=== Exercise directions ===
Which lines in the data below contain the string "context"? Show each one.

◇ ◇ ◇ ◇

//! Error types for the HNS proxy

use std::net::IpAddr;
use std::time::Duration;
use thiserror::Error;
use uuid::Uuid;

/// Failure classes the reconciler uses to pick between retrying and surfacing
#[derive(Debug, Clone, Copy, PartialEq, Eq)]
pub enum ErrorKind {
    /// Resource missing, most likely racing an external delete
    NotFoundTransient,
    /// Malformed settings or an unresolvable network name
    ConfigInvalid,
    /// Timeout or connection failure talking to HNS
    ControlPlaneUnavailable,
    /// Load balancer requested against endpoints that cannot be resolved
    ReferentialIntegrityViolation,
    /// HNS refused a create or update
    Rejected,
}

impl std::fmt::Display for ErrorKind {
    fn fmt(&self, f: &mut std::fmt::Formatter<'_>) -> std::fmt::Result {
        match self {
            ErrorKind::NotFoundTransient => write!(f, "NotFoundTransient"),
            ErrorKind::ConfigInvalid => write!(f, "ConfigInvalid"),
            ErrorKind::ControlPlaneUnavailable => write!(f, "ControlPlaneUnavailable"),
            ErrorKind::ReferentialIntegrityViolation => write!(f, "ReferentialIntegrityViolation"),
            ErrorKind::Rejected => write!(f, "Rejected"),
        }
    }
}

#[derive(Error, Debug)]
pub enum Error {
    #[error("{resource} not found: {id}")]
    NotFound { resource: &'static str, id: String },

    #[error("Configuration error: {0}")]
    Config(String),

    #[error("HNS unavailable: {0}")]
    Unavailable(String),

    #[error("HNS call {operation} timed out after {after:?}")]
    Timeout {
        operation: &'static str,
        after: Duration,
    },

    #[error("HNS rejected {operation}: {reason}")]
    Rejected {
        operation: &'static str,
        reason: String,
    },

    #[error("Failed to create endpoint {ip} on network {network}: {source}")]
    EndpointCreate {
        ip: IpAddr,
        network: String,
        #[source]
        source: Box<Error>,
    },

    #[error("Endpoint {0} cannot be resolved for load balancer creation")]
    EndpointResolution(Uuid),

    #[error("JSON error: {0}")]
    Json(#[from] serde_json::Error),

    #[error("IO error: {0}")]
    Io(#[from] std::io::Error),

    #[cfg(windows)]
    #[error("Windows API error: {0}")]
    Windows(#[from] windows::core::Error),

    #[error("Insufficient privileges - run as Administrator")]
    InsufficientPrivileges,
}

pub type Result<T> = std::result::Result<T, Error>;

impl Error {
    pub fn not_found(resource: &'static str, id: impl ToString) -> Self {
        Error::NotFound {
            resource,
            id: id.to_string(),
        }
    }

    pub fn rejected(operation: &'static str, reason: impl Into<String>) -> Self {
        Error::Rejected {
            operation,
            reason: reason.into(),
        }
    }

    /// Map to the taxonomy the reconciler acts on
    pub fn kind(&self) -> ErrorKind {
        match self {
            Error::NotFound { .. } => ErrorKind::NotFoundTransient,
            Error::Config(_) | Error::Json(_) | Error::InsufficientPrivileges => {
                ErrorKind::ConfigInvalid
            }
            Error::Unavailable(_) | Error::Timeout { .. } | Error::Io(_) => {
                ErrorKind::ControlPlaneUnavailable
            }
            #[cfg(windows)]
            Error::Windows(_) => ErrorKind::ControlPlaneUnavailable,
            Error::Rejected { .. } => ErrorKind::Rejected,
            Error::EndpointCreate { source, .. } => source.kind(),
            Error::EndpointResolution(_) => ErrorKind::ReferentialIntegrityViolation,
        }
    }

    pub fn is_not_found(&self) -> bool {
        self.kind() == ErrorKind::NotFoundTransient
    }

    /// Whether a later pass with the same desired state can succeed.
    /// Configuration errors wait for the desired state to change.
    pub fn is_retryable(&self) -> bool {
        self.kind() != ErrorKind::ConfigInvalid
    }

    /// Create from an HCN HRESULT, keeping not-found and privilege errors distinct
    pub fn from_hresult(hr: i32, context: &'static str, id: &str) -> Self {
        match hr as u32 {
            // HCN_E_NETWORK_NOT_FOUND .. HCN_E_POLICY_NOT_FOUND, ERROR_NOT_FOUND, ERROR_FILE_NOT_FOUND
            0x803B_0001..=0x803B_0008 | 0x8007_0490 | 0x8007_0002 => Error::not_found(context, id),
            // E_ACCESSDENIED
            0x8007_0005 => Error::InsufficientPrivileges,
            // RPC_S_SERVER_UNAVAILABLE, HNS service not running
            0x8007_06BA | 0x8007_0426 => {
                Error::Unavailable(format!("{}: HRESULT 0x{:08X}", context, hr))
            }
            _ => Error::rejected(context, format!("HRESULT 0x{:08X}", hr)),
        }
    }
}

◇ ◇ ◇ ◇

=== Exercise result ===
    pub fn from_hresult(hr: i32, context: &'static str, id: &str) -> Self {
            0x803B_0001..=0x803B_0008 | 0x8007_0490 | 0x8007_0002 => Error::not_found(context, id),
                Error::Unavailable(format!("{}: HRESULT 0x{:08X}", context, hr))
            _ => Error::rejected(context, format!("HRESULT 0x{:08X}", hr)),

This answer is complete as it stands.